▶ [What the task asks]:
Return the records that follow, matching each one exactly.

Dataset entries

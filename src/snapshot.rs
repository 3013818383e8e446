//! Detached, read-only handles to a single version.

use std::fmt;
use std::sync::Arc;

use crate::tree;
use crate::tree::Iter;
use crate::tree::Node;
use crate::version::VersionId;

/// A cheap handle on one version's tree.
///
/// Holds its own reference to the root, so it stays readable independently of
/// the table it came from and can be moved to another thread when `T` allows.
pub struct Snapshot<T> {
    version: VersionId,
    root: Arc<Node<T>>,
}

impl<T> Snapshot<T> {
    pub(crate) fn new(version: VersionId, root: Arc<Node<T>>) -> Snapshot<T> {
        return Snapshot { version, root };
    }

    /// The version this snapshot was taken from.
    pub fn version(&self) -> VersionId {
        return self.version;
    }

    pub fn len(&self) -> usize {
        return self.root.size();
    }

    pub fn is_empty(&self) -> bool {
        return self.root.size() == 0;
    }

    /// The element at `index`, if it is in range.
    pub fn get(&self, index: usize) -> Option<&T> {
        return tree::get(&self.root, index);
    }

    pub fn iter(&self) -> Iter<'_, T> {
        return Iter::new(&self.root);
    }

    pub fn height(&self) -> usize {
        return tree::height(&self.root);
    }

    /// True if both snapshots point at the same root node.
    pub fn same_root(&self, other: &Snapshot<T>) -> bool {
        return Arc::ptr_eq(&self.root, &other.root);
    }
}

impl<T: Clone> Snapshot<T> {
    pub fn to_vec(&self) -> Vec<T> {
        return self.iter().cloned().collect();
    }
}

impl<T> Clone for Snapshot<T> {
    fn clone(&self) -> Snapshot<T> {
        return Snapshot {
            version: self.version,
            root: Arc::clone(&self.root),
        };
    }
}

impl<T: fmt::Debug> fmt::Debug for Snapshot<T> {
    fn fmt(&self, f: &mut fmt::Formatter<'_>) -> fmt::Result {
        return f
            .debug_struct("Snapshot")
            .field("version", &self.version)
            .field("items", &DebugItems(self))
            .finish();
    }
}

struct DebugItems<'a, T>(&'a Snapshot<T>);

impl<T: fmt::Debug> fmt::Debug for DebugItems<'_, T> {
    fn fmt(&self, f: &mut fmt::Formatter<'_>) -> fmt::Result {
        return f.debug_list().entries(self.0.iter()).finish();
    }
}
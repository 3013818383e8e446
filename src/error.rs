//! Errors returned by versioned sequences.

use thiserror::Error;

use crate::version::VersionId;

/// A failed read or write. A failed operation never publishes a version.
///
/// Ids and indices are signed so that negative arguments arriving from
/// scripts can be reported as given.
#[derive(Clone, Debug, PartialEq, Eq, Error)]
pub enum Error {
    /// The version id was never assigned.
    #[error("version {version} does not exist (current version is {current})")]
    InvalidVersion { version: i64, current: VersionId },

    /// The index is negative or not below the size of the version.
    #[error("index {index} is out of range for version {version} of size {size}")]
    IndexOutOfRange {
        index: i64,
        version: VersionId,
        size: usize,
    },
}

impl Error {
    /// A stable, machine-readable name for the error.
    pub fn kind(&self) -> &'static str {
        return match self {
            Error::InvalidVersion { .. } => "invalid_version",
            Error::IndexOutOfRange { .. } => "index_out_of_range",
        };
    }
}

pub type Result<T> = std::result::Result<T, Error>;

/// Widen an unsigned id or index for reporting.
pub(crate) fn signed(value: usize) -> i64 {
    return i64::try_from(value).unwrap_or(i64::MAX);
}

▶ [Exercise answer]:
filename src/snapshot.rs
repository 3013818383e8e446
//! Detached, read-only handles to a single version.

use std::fmt;
use std::sync::Arc;

use crate::tree;
use crate::tree::Iter;
use crate::tree::Node;
use crate::version::VersionId;

/// A cheap handle on one version's tree.
///
/// Holds its own reference to the root, so it stays readable independently of
/// the table it came from and can be moved to another thread when `T` allows.
pub struct Snapshot<T> {
    version: VersionId,
    root: Arc<Node<T>>,
}

impl<T> Snapshot<T> {
    pub(crate) fn new(version: VersionId, root: Arc<Node<T>>) -> Snapshot<T> {
        return Snapshot { version, root };
    }

    /// The version this snapshot was taken from.
    pub fn version(&self) -> VersionId {
        return self.version;
    }

    pub fn len(&self) -> usize {
        return self.root.size();
    }

    pub fn is_empty(&self) -> bool {
        return self.root.size() == 0;
    }

    /// The element at `index`, if it is in range.
    pub fn get(&self, index: usize) -> Option<&T> {
        return tree::get(&self.root, index);
    }

    pub fn iter(&self) -> Iter<'_, T> {
        return Iter::new(&self.root);
    }

    pub fn height(&self) -> usize {
        return tree::height(&self.root);
    }

    /// True if both snapshots point at the same root node.
    pub fn same_root(&self, other: &Snapshot<T>) -> bool {
        return Arc::ptr_eq(&self.root, &other.root);
    }
}

impl<T: Clone> Snapshot<T> {
    pub fn to_vec(&self) -> Vec<T> {
        return self.iter().cloned().collect();
    }
}

impl<T> Clone for Snapshot<T> {
    fn clone(&self) -> Snapshot<T> {
        return Snapshot {
            version: self.version,
            root: Arc::clone(&self.root),
        };
    }
}

impl<T: fmt::Debug> fmt::Debug for Snapshot<T> {
    fn fmt(&self, f: &mut fmt::Formatter<'_>) -> fmt::Result {
        return f
            .debug_struct("Snapshot")
            .field("version", &self.version)
            .field("items", &DebugItems(self))
            .finish();
    }
}

struct DebugItems<'a, T>(&'a Snapshot<T>);

impl<T: fmt::Debug> fmt::Debug for DebugItems<'_, T> {
    fn fmt(&self, f: &mut fmt::Formatter<'_>) -> fmt::Result {
        return f.debug_list().entries(self.0.iter()).finish();
    }
}
repository 3013818383e8e446
filename src/error.rs
//! Errors returned by versioned sequences.

use thiserror::Error;

use crate::version::VersionId;

/// A failed read or write. A failed operation never publishes a version.
///
/// Ids and indices are signed so that negative arguments arriving from
/// scripts can be reported as given.
#[derive(Clone, Debug, PartialEq, Eq, Error)]
pub enum Error {
    /// The version id was never assigned.
    #[error("version {version} does not exist (current version is {current})")]
    InvalidVersion { version: i64, current: VersionId },

    /// The index is negative or not below the size of the version.
    #[error("index {index} is out of range for version {version} of size {size}")]
    IndexOutOfRange {
        index: i64,
        version: VersionId,
        size: usize,
    },
}

impl Error {
    /// A stable, machine-readable name for the error.
    pub fn kind(&self) -> &'static str {
        return match self {
            Error::InvalidVersion { .. } => "invalid_version",
            Error::IndexOutOfRange { .. } => "index_out_of_range",
        };
    }
}

pub type Result<T> = std::result::Result<T, Error>;

/// Widen an unsigned id or index for reporting.
pub(crate) fn signed(value: usize) -> i64 {
    return i64::try_from(value).unwrap_or(i64::MAX);
}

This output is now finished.